When Fear Becomes Phobia

The doctors call it panic disorder.  I’m trying to medicate away an existential crisis.

It’s not working.

I work all day, and get half drunk at night.

Waking to soundless dark, I stare.

In time, the curtain edges will grow light,

Until I see what’s always there.

There’s been a programme on Channel 4 recently called, “Les Revenents”.  In English, “The Returned”.  The Returned are those returned from death to life.  My husband was an avid fan.  I couldn’t watch it.  It wasn’t just because they were dead.  It was because they were dead and returned to life, their death a mistake, a mishap, reversible. Something that will never happen. Not to me, and not to you. And that’s why I couldn’t watch it.

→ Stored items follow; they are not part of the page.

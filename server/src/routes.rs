//! Request handlers.

use std::sync::Arc;

use axum::Json;
use axum::extract::State;
use axum::extract::rejection::JsonRejection;
use axum::response::Html;
use serde::{Deserialize, Serialize};
use tracing::{error, info};

use crate::error::ApiError;
use crate::state::AppState;

/// Longest accepted question, in characters.
const MAX_QUESTION_CHARS: usize = 500;

/// The embedded chat page.
const CHAT_PAGE: &str = include_str!("chat.html");

/// Request body for `POST /api/chat`.
#[derive(Debug, Deserialize)]
pub struct ChatRequest {
    pub question: String,
}

/// Response body for `POST /api/chat`.
#[derive(Debug, Serialize)]
pub struct ChatResponse {
    pub answer: String,
}

/// Response body for `GET /health`.
#[derive(Debug, Serialize)]
pub struct HealthResponse {
    pub status: &'static str,
    pub docs_loaded: bool,
    pub embeddings_loaded: bool,
    pub cache_size: usize,
    pub timestamp: String,
}

/// `GET /` — the chat page.
pub async fn home() -> Html<&'static str> {
    Html(CHAT_PAGE)
}

/// `GET /ping` — liveness probe.
pub async fn ping() -> &'static str {
    "pong"
}

/// `GET /health` — liveness plus corpus and cache state.
pub async fn health(State(state): State<AppState>) -> Json<HealthResponse> {
    let store = state.service.retriever().store();

    Json(HealthResponse {
        status: "alive",
        docs_loaded: !store.is_empty(),
        embeddings_loaded: store.has_embeddings(),
        cache_size: state.service.cache_size().await,
        timestamp: chrono::Utc::now().to_rfc3339(),
    })
}

/// `POST /api/chat` — answer a question.
///
/// Validation failures are the only client-visible errors here; the
/// answer service itself always produces a string, so a degraded
/// backend still returns 200 with fallback text.
pub async fn chat(
    State(state): State<AppState>,
    payload: Result<Json<ChatRequest>, JsonRejection>,
) -> Result<Json<ChatResponse>, ApiError> {
    let Ok(Json(request)) = payload else {
        return Err(ApiError::BadRequest("Invalid request"));
    };

    let question = request.question.trim().to_string();
    if question.is_empty() {
        return Err(ApiError::BadRequest("No question provided"));
    }
    if question.chars().count() > MAX_QUESTION_CHARS {
        return Err(ApiError::BadRequest("Question too long (max 500 chars)"));
    }

    info!("Question: {question}");

    // Run the pipeline on its own task so a panic anywhere beneath it
    // becomes a 500 instead of a dropped connection.
    let service = Arc::clone(&state.service);
    let answer = tokio::task::spawn(async move { service.answer(&question).await })
        .await
        .map_err(|e| {
            error!("Answer pipeline failed: {e}");
            ApiError::Internal
        })?;

    info!("Answer: {:.100}", answer);

    Ok(Json(ChatResponse { answer }))
}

There’s a difference between knowledge and belief.  Up until recently, I’ve always known I was going to die.  The fear would grip me and squeeze my heart from my chest to my mouth. A scream caught in the throat, my body, convulsing with the pressure and the pain, flung across the room. When I was two, I had an asthma attack that almost killed me.  And on first waking, I threw my doll into the face of the doctor.  And twenty five years later, I’m still that doll.

Unresting death, a whole day nearer now,
Making all thought impossible but how
And where and when I shall myself die.
Arid interrogation: yet the dread
Of dying, and being dead,
Flashes afresh to hold and horrify.

But my heart would return to my chest.  It was needed.  Life was happening. It had to be lived.  The small victories and failures of every day would bring me back to clockwork human, walking, talking and being alive in the world. Arguments to be had, worries to worry over. Futures to think of, anniversaries to drink of, dishes to be done and cats to be fed.   A car almost hitting me would quicken the pace. I’d pull back from the road and swear and shake my fist and then carry on my way.  I smoked cigarettes and watched TV and visited cemeteries and went to funerals and took flights and slept.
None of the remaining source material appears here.